Published 2:16 pm Thursday, December 26, 2013

By Jake McCall

The very day I turned 16, I took my driving test, got my driver’s license and took to the road. Sadly, I was a careless and irresponsible 16-year-old that was not at all ready to drive or take care of a car.

When I got my first vehicle, my dad taught me how to maintain it—or at least he attempted to. All I was concerned with was the fact that I felt like I finally had the freedom to go to the places I wanted.

After I had been driving my vehicle for a few months, and I thought I knew it pretty well, I had my first car problem. As I was heading down the road, my truck started skipping and then just stopped. That was before the convenience of cell phones as we know them today, and so I had to walk to a local business to use the phone to call my dad.

He came out to look at my truck, tried to crank it and immediately said “Son, you are out of gas! Does your gas gauge not work?” I said, “Actually it works and is on empty, but I was certain I had another three miles left to drive.”

Less than a week later, this orange light on the dashboard comes on. The best way I know to describe this light was that it looked just like a genie bottle, which certainly didn’t look anything like an oil can to me.

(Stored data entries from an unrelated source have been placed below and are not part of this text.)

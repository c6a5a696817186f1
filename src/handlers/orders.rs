use axum::{
    extract::{Path, Query, State},
    http::StatusCode,
    response::Json,
    routing::{get, post, put},
    Router,
};
use serde::{Deserialize, Serialize};
use utoipa::ToSchema;

use super::common::{
    CancelOrderResponse, OrderEnvelope, OrderListResponse, OrderStatsResponse,
};
use crate::{
    auth::AuthUser,
    errors::ServiceError,
    services::orders::{CreateOrderRequest, OrderListQuery},
    AppState,
};

#[derive(Debug, Clone, Serialize, Deserialize, ToSchema)]
pub struct UpdateStatusRequest {
    pub status: String,
    #[serde(default)]
    pub reason: Option<String>,
}

#[derive(Debug, Clone, Default, Serialize, Deserialize, ToSchema)]
pub struct CancelOrderRequest {
    #[serde(default)]
    pub reason: Option<String>,
}

/// Order routes, mounted under `/orders`
pub fn orders_routes() -> Router<AppState> {
    Router::new()
        .route("/", post(create_order))
        .route("/my-orders", get(list_my_orders))
        .route("/seller-orders", get(list_seller_orders))
        .route("/all", get(list_all_orders))
        .route("/stats", get(order_stats))
        .route("/:id", get(get_order))
        .route("/:id/status", put(update_order_status))
        .route("/:id/cancel", put(cancel_order))
}

/// Create an order (cash on delivery or already settled)
#[utoipa::path(
    post,
    path = "/api/v1/orders",
    summary = "Create order",
    request_body = CreateOrderRequest,
    responses(
        (status = 201, description = "Order created", body = OrderEnvelope),
        (status = 400, description = "Invalid cart, address or totals", body = crate::errors::ErrorResponse),
        (status = 401, description = "Missing or invalid token", body = crate::errors::ErrorResponse)
    ),
    security(("Bearer" = [])),
    tag = "orders"
)]
pub async fn create_order(
    State(state): State<AppState>,
    user: AuthUser,
    Json(request): Json<CreateOrderRequest>,
) -> Result<(StatusCode, Json<OrderEnvelope>), ServiceError> {
    let order = state.orders.create_order(&user, request).await?;
    Ok((StatusCode::CREATED, Json(OrderEnvelope::new(order))))
}

/// Orders placed by the caller
#[utoipa::path(
    get,
    path = "/api/v1/orders/my-orders",
    params(OrderListQuery),
    responses(
        (status = 200, description = "Caller's orders", body = OrderListResponse),
        (status = 401, description = "Missing or invalid token", body = crate::errors::ErrorResponse)
    ),
    security(("Bearer" = [])),
    tag = "orders"
)]
pub async fn list_my_orders(
    State(state): State<AppState>,
    user: AuthUser,
    Query(query): Query<OrderListQuery>,
) -> Result<Json<OrderListResponse>, ServiceError> {
    let page = state.orders.list_my_orders(&user, &query).await?;
    Ok(Json(page.into()))
}

/// Orders containing items from a shop
#[utoipa::path(
    get,
    path = "/api/v1/orders/seller-orders",
    params(OrderListQuery),
    responses(
        (status = 200, description = "Orders containing the shop's items", body = OrderListResponse),
        (status = 403, description = "Caller is not the shop's seller", body = crate::errors::ErrorResponse)
    ),
    security(("Bearer" = [])),
    tag = "orders"
)]
pub async fn list_seller_orders(
    State(state): State<AppState>,
    user: AuthUser,
    Query(query): Query<OrderListQuery>,
) -> Result<Json<OrderListResponse>, ServiceError> {
    let page = state.orders.list_seller_orders(&user, &query).await?;
    Ok(Json(page.into()))
}

/// Every order in the marketplace
#[utoipa::path(
    get,
    path = "/api/v1/orders/all",
    params(OrderListQuery),
    responses(
        (status = 200, description = "All orders", body = OrderListResponse),
        (status = 403, description = "Admin only", body = crate::errors::ErrorResponse)
    ),
    security(("Bearer" = [])),
    tag = "orders"
)]
pub async fn list_all_orders(
    State(state): State<AppState>,
    user: AuthUser,
    Query(query): Query<OrderListQuery>,
) -> Result<Json<OrderListResponse>, ServiceError> {
    let page = state.orders.list_all_orders(&user, &query).await?;
    Ok(Json(page.into()))
}

#[utoipa::path(
    get,
    path = "/api/v1/orders/stats",
    responses(
        (status = 200, description = "Order counts and revenue", body = OrderStatsResponse),
        (status = 403, description = "Admin only", body = crate::errors::ErrorResponse)
    ),
    security(("Bearer" = [])),
    tag = "orders"
)]
pub async fn order_stats(
    State(state): State<AppState>,
    user: AuthUser,
) -> Result<Json<OrderStatsResponse>, ServiceError> {
    let stats = state.orders.order_stats(&user).await?;
    Ok(Json(OrderStatsResponse {
        success: true,
        stats,
    }))
}

/// Fetch one order by id or order number
#[utoipa::path(
    get,
    path = "/api/v1/orders/{id}",
    params(("id" = String, Path, description = "Order UUID or order number")),
    responses(
        (status = 200, description = "Order", body = OrderEnvelope),
        (status = 403, description = "Not the owner", body = crate::errors::ErrorResponse),
        (status = 404, description = "Order not found", body = crate::errors::ErrorResponse)
    ),
    security(("Bearer" = [])),
    tag = "orders"
)]
pub async fn get_order(
    State(state): State<AppState>,
    user: AuthUser,
    Path(id): Path<String>,
) -> Result<Json<OrderEnvelope>, ServiceError> {
    let order = state.orders.get_order(&user, &id).await?;
    Ok(Json(OrderEnvelope::new(order)))
}

/// Advance an order's fulfillment status
#[utoipa::path(
    put,
    path = "/api/v1/orders/{id}/status",
    params(("id" = String, Path, description = "Order UUID or order number")),
    request_body = UpdateStatusRequest,
    responses(
        (status = 200, description = "Status updated", body = OrderEnvelope),
        (status = 400, description = "Transition not allowed", body = crate::errors::ErrorResponse),
        (status = 403, description = "Caller does not sell in this order", body = crate::errors::ErrorResponse),
        (status = 409, description = "Order changed concurrently", body = crate::errors::ErrorResponse)
    ),
    security(("Bearer" = [])),
    tag = "orders"
)]
pub async fn update_order_status(
    State(state): State<AppState>,
    user: AuthUser,
    Path(id): Path<String>,
    Json(request): Json<UpdateStatusRequest>,
) -> Result<Json<OrderEnvelope>, ServiceError> {
    let order = state
        .orders
        .update_status(&user, &id, &request.status, request.reason)
        .await?;
    Ok(Json(OrderEnvelope::new(order)))
}

/// Cancel an order the caller placed
#[utoipa::path(
    put,
    path = "/api/v1/orders/{id}/cancel",
    params(("id" = String, Path, description = "Order UUID or order number")),
    request_body(content = CancelOrderRequest, description = "Optional cancellation reason"),
    responses(
        (status = 200, description = "Order cancelled", body = CancelOrderResponse),
        (status = 400, description = "Order already past confirmation", body = crate::errors::ErrorResponse),
        (status = 403, description = "Not the owner", body = crate::errors::ErrorResponse)
    ),
    security(("Bearer" = [])),
    tag = "orders"
)]
pub async fn cancel_order(
    State(state): State<AppState>,
    user: AuthUser,
    Path(id): Path<String>,
    request: Option<Json<CancelOrderRequest>>,
) -> Result<Json<CancelOrderResponse>, ServiceError> {
    let reason = request.and_then(|Json(body)| body.reason);
    let order = state.orders.cancel_order(&user, &id, reason).await?;
    Ok(Json(CancelOrderResponse {
        success: true,
        message: "Order cancelled successfully".to_string(),
        order,
    }))
}
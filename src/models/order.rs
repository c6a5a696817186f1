use chrono::{DateTime, Utc};
use rust_decimal::Decimal;
use serde::{Deserialize, Serialize};
use strum::{Display, EnumIter, EnumString, IntoStaticStr};
use utoipa::ToSchema;
use validator::{Validate, ValidationError};

use crate::entities::{order, order_item};
use crate::errors::ServiceError;
use crate::services::fees::round_money;

/// Position of an order in the shipping lifecycle.
#[derive(
    Clone,
    Copy,
    Debug,
    PartialEq,
    Eq,
    Hash,
    Serialize,
    Deserialize,
    Display,
    EnumString,
    EnumIter,
    IntoStaticStr,
    ToSchema,
)]
#[serde(rename_all = "snake_case")]
#[strum(serialize_all = "snake_case")]
pub enum OrderStatus {
    Pending,
    Confirmed,
    Packed,
    Shipped,
    OutForDelivery,
    Delivered,
    Cancelled,
    Returned,
}

/// Money state of an order, independent of fulfillment.
#[derive(
    Clone,
    Copy,
    Debug,
    PartialEq,
    Eq,
    Hash,
    Serialize,
    Deserialize,
    Display,
    EnumString,
    EnumIter,
    IntoStaticStr,
    ToSchema,
)]
#[serde(rename_all = "snake_case")]
#[strum(serialize_all = "snake_case")]
pub enum PaymentStatus {
    Pending,
    Paid,
    Failed,
    Refunded,
}

#[derive(
    Clone,
    Copy,
    Debug,
    PartialEq,
    Eq,
    Hash,
    Serialize,
    Deserialize,
    Display,
    EnumString,
    EnumIter,
    IntoStaticStr,
    ToSchema,
)]
#[serde(rename_all = "snake_case")]
#[strum(serialize_all = "snake_case")]
pub enum PaymentMethod {
    /// Online card payment through the checkout provider
    Stripe,
    /// Cash on delivery
    Cod,
}

impl PaymentMethod {
    /// Online orders only exist once the provider has confirmed payment.
    pub fn initial_payment_status(self) -> PaymentStatus {
        match self {
            PaymentMethod::Stripe => PaymentStatus::Paid,
            PaymentMethod::Cod => PaymentStatus::Pending,
        }
    }
}

/// Parses a status column or query value, mapping unknown strings to `InvalidInput`.
pub fn parse_status<T>(field: &str, value: &str) -> Result<T, ServiceError>
where
    T: std::str::FromStr,
{
    value
        .parse::<T>()
        .map_err(|_| ServiceError::InvalidInput(format!("Unknown {}: {}", field, value)))
}

/// Presents a stored amount with exactly two decimal places.
fn cents(mut value: Decimal) -> Decimal {
    value.rescale(2);
    value
}

fn not_blank(value: &str) -> Result<(), ValidationError> {
    if value.trim().is_empty() {
        let mut err = ValidationError::new("blank");
        err.message = Some("must not be blank".into());
        return Err(err);
    }
    Ok(())
}

fn non_negative(value: &Decimal) -> Result<(), ValidationError> {
    if value.is_sign_negative() && !value.is_zero() {
        let mut err = ValidationError::new("negative");
        err.message = Some("must not be negative".into());
        return Err(err);
    }
    Ok(())
}

/// Delivery address; every field is required.
#[derive(Clone, Debug, Default, PartialEq, Eq, Serialize, Deserialize, Validate, ToSchema)]
#[serde(rename_all = "camelCase")]
pub struct ShippingAddress {
    #[serde(default)]
    #[validate(custom = "not_blank")]
    pub full_name: String,
    #[serde(default)]
    #[validate(custom = "not_blank")]
    pub phone: String,
    #[serde(default)]
    #[validate(custom = "not_blank")]
    pub street: String,
    #[serde(default)]
    #[validate(custom = "not_blank")]
    pub city: String,
    #[serde(default)]
    #[validate(custom = "not_blank")]
    pub state: String,
    #[serde(default)]
    #[validate(custom = "not_blank")]
    pub zip_code: String,
    #[serde(default)]
    #[validate(custom = "not_blank")]
    pub country: String,
}

/// A cart line as sent by the storefront.
#[derive(Clone, Debug, PartialEq, Eq, Serialize, Deserialize, Validate, ToSchema)]
#[serde(rename_all = "camelCase")]
pub struct LineItemInput {
    #[validate(custom = "not_blank")]
    pub product_id: String,
    #[validate(custom = "not_blank")]
    pub shop_id: String,
    #[validate(custom = "not_blank")]
    pub title: String,
    #[serde(default)]
    pub image: String,
    #[validate(custom = "non_negative")]
    #[schema(value_type = String, example = "20.00")]
    pub price: Decimal,
    #[validate(range(min = 1, message = "quantity must be at least 1"))]
    pub quantity: i32,
    #[serde(default)]
    pub selected_color: String,
    #[serde(default)]
    pub selected_size: String,
}

impl LineItemInput {
    /// Unit price as recorded and charged, in whole cents.
    pub fn unit_price(&self) -> Decimal {
        round_money(self.price)
    }

    /// `None` when the product does not fit in a `Decimal`.
    pub fn line_total(&self) -> Option<Decimal> {
        self.unit_price().checked_mul(Decimal::from(self.quantity))
    }
}

#[derive(Clone, Debug, Serialize, Deserialize, ToSchema)]
#[serde(rename_all = "camelCase")]
pub struct OrderItemResponse {
    pub product_id: String,
    pub shop_id: String,
    pub title: String,
    pub image: String,
    #[schema(value_type = String)]
    pub price: Decimal,
    pub quantity: i32,
    pub selected_color: String,
    pub selected_size: String,
    #[schema(value_type = String)]
    pub platform_fee: Decimal,
    #[schema(value_type = String)]
    pub seller_earnings: Decimal,
}

impl From<order_item::Model> for OrderItemResponse {
    fn from(item: order_item::Model) -> Self {
        Self {
            product_id: item.product_id,
            shop_id: item.shop_id,
            title: item.title,
            image: item.image,
            price: cents(item.price),
            quantity: item.quantity,
            selected_color: item.selected_color,
            selected_size: item.selected_size,
            platform_fee: cents(item.platform_fee),
            seller_earnings: cents(item.seller_earnings),
        }
    }
}

/// Order as returned to storefront and dashboards.
#[derive(Clone, Debug, Serialize, Deserialize, ToSchema)]
#[serde(rename_all = "camelCase")]
pub struct OrderResponse {
    pub id: uuid::Uuid,
    /// Human-facing order reference
    pub order_id: String,
    pub user_id: String,
    pub items: Vec<OrderItemResponse>,
    pub shipping_address: ShippingAddress,
    #[schema(value_type = String)]
    pub subtotal: Decimal,
    #[schema(value_type = String)]
    pub shipping_cost: Decimal,
    #[schema(value_type = String)]
    pub discount: Decimal,
    #[schema(value_type = String)]
    pub tax: Decimal,
    #[schema(value_type = String)]
    pub total: Decimal,
    pub payment_method: PaymentMethod,
    pub payment_status: PaymentStatus,
    pub status: OrderStatus,
    pub stripe_session_id: Option<String>,
    pub stripe_payment_intent_id: Option<String>,
    pub coupon_code: String,
    pub estimated_delivery: DateTime<Utc>,
    pub delivered_at: Option<DateTime<Utc>>,
    pub cancelled_at: Option<DateTime<Utc>>,
    pub cancel_reason: Option<String>,
    pub created_at: DateTime<Utc>,
    pub updated_at: DateTime<Utc>,
}

impl OrderResponse {
    pub fn from_models(
        order: order::Model,
        mut items: Vec<order_item::Model>,
    ) -> Result<Self, ServiceError> {
        items.sort_by_key(|item| item.position);
        let shipping_address: ShippingAddress = serde_json::from_str(&order.shipping_address)?;

        Ok(Self {
            id: order.id,
            order_id: order.order_number,
            user_id: order.user_id,
            items: items.into_iter().map(OrderItemResponse::from).collect(),
            shipping_address,
            subtotal: cents(order.subtotal),
            shipping_cost: cents(order.shipping_cost),
            discount: cents(order.discount),
            tax: cents(order.tax),
            total: cents(order.total),
            payment_method: parse_status("payment method", &order.payment_method)?,
            payment_status: parse_status("payment status", &order.payment_status)?,
            status: parse_status("status", &order.status)?,
            stripe_session_id: order.stripe_session_id,
            stripe_payment_intent_id: order.stripe_payment_intent_id,
            coupon_code: order.coupon_code,
            estimated_delivery: order.estimated_delivery,
            delivered_at: order.delivered_at,
            cancelled_at: order.cancelled_at,
            cancel_reason: order.cancel_reason,
            created_at: order.created_at,
            updated_at: order.updated_at,
        })
    }
}

/// Entry in a buyer's online payment history.
#[derive(Clone, Debug, Serialize, Deserialize, ToSchema)]
#[serde(rename_all = "camelCase")]
pub struct PaymentRecord {
    pub order_id: String,
    #[schema(value_type = String)]
    pub total: Decimal,
    pub payment_status: PaymentStatus,
    pub payment_method: PaymentMethod,
    pub stripe_session_id: Option<String>,
    pub created_at: DateTime<Utc>,
}

impl TryFrom<order::Model> for PaymentRecord {
    type Error = ServiceError;

    fn try_from(order: order::Model) -> Result<Self, Self::Error> {
        Ok(Self {
            order_id: order.order_number,
            total: cents(order.total),
            payment_status: parse_status("payment status", &order.payment_status)?,
            payment_method: parse_status("payment method", &order.payment_method)?,
            stripe_session_id: order.stripe_session_id,
            created_at: order.created_at,
        })
    }
}
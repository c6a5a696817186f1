//! Marketplace order service
//!
//! Order lifecycle, marketplace fee accounting and Stripe checkout
//! reconciliation behind an axum HTTP API.
#![forbid(unsafe_code)]
#![deny(rust_2018_idioms)]
#![allow(elided_lifetimes_in_paths)]
#![warn(clippy::all, clippy::perf, clippy::dbg_macro)]

pub mod auth;
pub mod config;
pub mod db;
pub mod entities;
pub mod errors;
pub mod events;
pub mod handlers;
pub mod health;
pub mod middleware_helpers;
pub mod migrator;
pub mod models;
pub mod openapi;
pub mod repositories;
pub mod services;
pub mod tracing;

use axum::{extract::FromRef, response::Json, routing::get, Router};
use chrono::Utc;
use sea_orm::DatabaseConnection;
use serde::Serialize;
use serde_json::{json, Value};
use std::{sync::Arc, time::Duration};
use tower_http::{compression::CompressionLayer, timeout::TimeoutLayer};
use utoipa::ToSchema;

use crate::auth::JwtVerifier;
use crate::config::AppConfig;
use crate::events::EventSender;
use crate::repositories::order_repository::OrderRepository;
use crate::services::{
    orders::OrderService, payment_provider::PaymentProvider, payments::PaymentService,
};

const REQUEST_TIMEOUT: Duration = Duration::from_secs(30);

// App state definition
#[derive(Clone)]
pub struct AppState {
    pub db: Arc<DatabaseConnection>,
    pub config: Arc<AppConfig>,
    pub event_sender: Arc<EventSender>,
    pub orders: Arc<OrderService>,
    pub payments: Arc<PaymentService>,
    pub jwt: JwtVerifier,
}

impl AppState {
    /// Wires the order and payment services over one connection pool.
    pub fn new(
        db: Arc<DatabaseConnection>,
        config: AppConfig,
        event_sender: EventSender,
        provider: Arc<dyn PaymentProvider>,
    ) -> Self {
        let config = Arc::new(config);
        let event_sender = Arc::new(event_sender);
        let orders = Arc::new(OrderService::new(
            OrderRepository::new(db.clone()),
            event_sender.clone(),
            config.clone(),
        ));
        let payments = Arc::new(PaymentService::new(
            provider,
            orders.clone(),
            config.clone(),
        ));
        let jwt = JwtVerifier::new(&config.jwt_secret);

        Self {
            db,
            config,
            event_sender,
            orders,
            payments,
            jwt,
        }
    }
}

impl FromRef<AppState> for JwtVerifier {
    fn from_ref(state: &AppState) -> Self {
        state.jwt.clone()
    }
}

// Common response wrappers
#[derive(Serialize, ToSchema)]
pub struct ApiResponse<T> {
    pub success: bool,
    pub data: Option<T>,
    #[serde(skip_serializing_if = "Option::is_none")]
    pub meta: Option<ResponseMeta>,
}

#[derive(Serialize, ToSchema)]
pub struct ResponseMeta {
    #[serde(skip_serializing_if = "Option::is_none")]
    pub request_id: Option<String>,
    pub timestamp: String,
}

impl ResponseMeta {
    fn capture() -> Self {
        Self {
            request_id: crate::tracing::current_request_id().map(|rid| rid.as_str().to_string()),
            timestamp: Utc::now().to_rfc3339(),
        }
    }
}

impl<T> ApiResponse<T> {
    pub fn success(data: T) -> Self {
        Self {
            success: true,
            data: Some(data),
            meta: Some(ResponseMeta::capture()),
        }
    }
}

/// Versioned API, mounted at `/api/v1`
pub fn api_v1_routes() -> Router<AppState> {
    Router::new()
        .route("/status", get(api_status))
        .nest("/orders", handlers::orders::orders_routes())
        .nest("/payments", handlers::payments::payments_routes())
}

/// Full application router with the shared middleware stack; CORS is left to the binary.
pub fn app_router(state: AppState) -> Router {
    Router::<AppState>::new()
        .nest("/api/v1", api_v1_routes())
        .merge(health::health_routes())
        .merge(openapi::swagger_ui())
        // HTTP tracing layer for consistent request/response telemetry
        .layer(crate::tracing::configure_http_tracing())
        .layer(CompressionLayer::new())
        .layer(TimeoutLayer::new(REQUEST_TIMEOUT))
        // Ensure every request carries a request id for traceability
        .layer(axum::middleware::from_fn(
            middleware_helpers::request_id::request_id_middleware,
        ))
        .with_state(state)
}

async fn api_status(
    axum::extract::State(state): axum::extract::State<AppState>,
) -> Json<ApiResponse<Value>> {
    Json(ApiResponse::success(json!({
        "status": "ok",
        "version": env!("CARGO_PKG_VERSION"),
        "service": "marketplace-orders",
        "timestamp": Utc::now().to_rfc3339(),
        "environment": state.config.environment,
    })))
}

#[cfg(test)]
mod response_tests {
    use super::*;
    use chrono::DateTime;

    #[tokio::test]
    async fn success_response_includes_request_metadata() {
        let response =
            crate::tracing::scope_request_id(crate::tracing::RequestId::new("meta-123"), async {
                ApiResponse::success("ok")
            })
            .await;

        let meta = response.meta.expect("metadata expected");
        assert_eq!(meta.request_id.as_deref(), Some("meta-123"));
        DateTime::parse_from_rfc3339(&meta.timestamp).expect("timestamp should parse");
    }

    #[test]
    fn response_outside_a_request_has_no_request_id() {
        let response = ApiResponse::success(1u8);
        let meta = response.meta.expect("metadata expected");
        assert!(meta.request_id.is_none());
    }
}
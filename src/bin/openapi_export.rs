use std::{env, fs, path::PathBuf};

use marketplace_orders::openapi::ApiDocV1;
use utoipa::OpenApi;

fn main() -> anyhow::Result<()> {
    let output_path = env::args()
        .nth(1)
        .map(PathBuf::from)
        .unwrap_or_else(|| PathBuf::from("openapi").join("marketplace-orders.v1.json"));

    if let Some(dir) = output_path.parent().filter(|d| !d.as_os_str().is_empty()) {
        fs::create_dir_all(dir)?;
    }
    let json = ApiDocV1::openapi().to_pretty_json()?;
    fs::write(&output_path, json)?;

    println!("OpenAPI document written to {}", output_path.display());
    Ok(())
}
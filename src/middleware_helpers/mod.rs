pub mod request_id;

pub use request_id::request_id_middleware;
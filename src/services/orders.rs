use crate::{
    auth::{require_role, AuthUser, Role},
    config::AppConfig,
    errors::ServiceError,
    events::{Event, EventSender},
    models::order::{
        parse_status, LineItemInput, OrderResponse, OrderStatus, PaymentMethod, PaymentStatus,
        ShippingAddress,
    },
    repositories::order_repository::{
        NewOrder, NewOrderItem, OrderFilter, OrderRepository, StoreError, StoredOrder,
    },
    services::{
        fees::{calculate_fee, round_money, MAX_MONEY},
        order_number::{generate_order_number, looks_like_order_number},
        order_status::{plan_transition, StatusSnapshot},
    },
};
use chrono::{DateTime, Duration, Utc};
use metrics::counter;
use rust_decimal::Decimal;
use rust_decimal_macros::dec;
use serde::{Deserialize, Serialize};
use std::collections::BTreeMap;
use std::sync::Arc;
use tracing::{error, info, instrument, warn};
use utoipa::{IntoParams, ToSchema};
use uuid::Uuid;
use validator::Validate;

/// Fresh order numbers tried before giving up on a collision.
const ORDER_NUMBER_ATTEMPTS: u32 = 3;
/// Largest accepted gap between a client-supplied figure and the recomputed one.
const MONEY_TOLERANCE: Decimal = dec!(0.01);
const ESTIMATED_DELIVERY_DAYS: i64 = 7;
const ADMIN_DEFAULT_PAGE_SIZE: u64 = 20;
const DEFAULT_CANCEL_REASON: &str = "Cancelled by customer";

/// Body of `POST /orders`
#[derive(Debug, Clone, Serialize, Deserialize, ToSchema)]
#[serde(rename_all = "camelCase")]
pub struct CreateOrderRequest {
    #[serde(default)]
    pub items: Vec<LineItemInput>,
    #[serde(default)]
    pub shipping_address: ShippingAddress,
    /// Checked against the recomputed subtotal when present
    #[schema(value_type = Option<String>)]
    pub subtotal: Option<Decimal>,
    #[serde(default)]
    #[schema(value_type = String)]
    pub shipping_cost: Decimal,
    #[serde(default)]
    #[schema(value_type = String)]
    pub discount: Decimal,
    #[serde(default)]
    #[schema(value_type = String)]
    pub tax: Decimal,
    /// Checked against the recomputed total when present
    #[schema(value_type = Option<String>)]
    pub total: Option<Decimal>,
    pub payment_method: PaymentMethod,
    #[serde(default)]
    pub coupon_code: String,
}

So I just figured it was some malfunction. And when I got home I told my dad about this light that came on. He immediately went and checked it, and said, “You are almost completely out of oil. Do you not remember me telling you to check your oil every time you fill up with gas?”

I apologized and he, fully questioning my intelligence and ability to make it in life, explained with frustration, “Jake you can have oil, but if you don’t have gasoline, your vehicle will not run. You can have gasoline, but if you don’t have oil, your vehicle will not run. Son, it is very important that you understand the importance of those two elements, because trying to drive your truck without both of these will ruin it, and you aren’t getting another one.”

There are also two elements that are necessary for the Christian, and we desperately need both in their fullness.

In Acts 8:26-38, Philip meets an Ethiopian eunuch who was on his way to Jerusalem, and he introduces him to Jesus. The Ethiopian is saved and baptized right there in the desert.

Two key things led to this miracle: Verse 29 tells us that Philip heard from the Spirit, and verse 35 tells us that with Scripture, Philip told him the good news about Jesus. To see that Philip would have never approached nor talked with the Ethiopian eunuch without hearing from the Spirit is important for us to understand the need to be led by and filled with the Spirit of God. Through his dependence on the Lord and prayer life, Philip knew the voice of God.

It is also so important for us to see that once the Holy Spirit connected Philip and the Ethiopian, Philip’s knowledge of the Scriptures was key in leading this man to salvation. Philip, through his study of the Word, had the biblical insight to be able to introduce this man to Christ.

So often we can consider the word of God as more important than the Spirit of God, or we can consider the Spirit of God as more important than the Word. These skewed views will break us down spiritually.

Can you be filled with the Spirit and not be filled with the Word? Can you be filled with the Word and not be filled with the Spirit? This account in the book of Acts shows us that if you are not filled with both the Spirit and the Word, then you’re trying to run on empty.

—Jake McCall is a religion columnist for The Clanton Advertiser. He is the pastor at Grace Fellowship Presbyterian Church. His column appears each Thursday.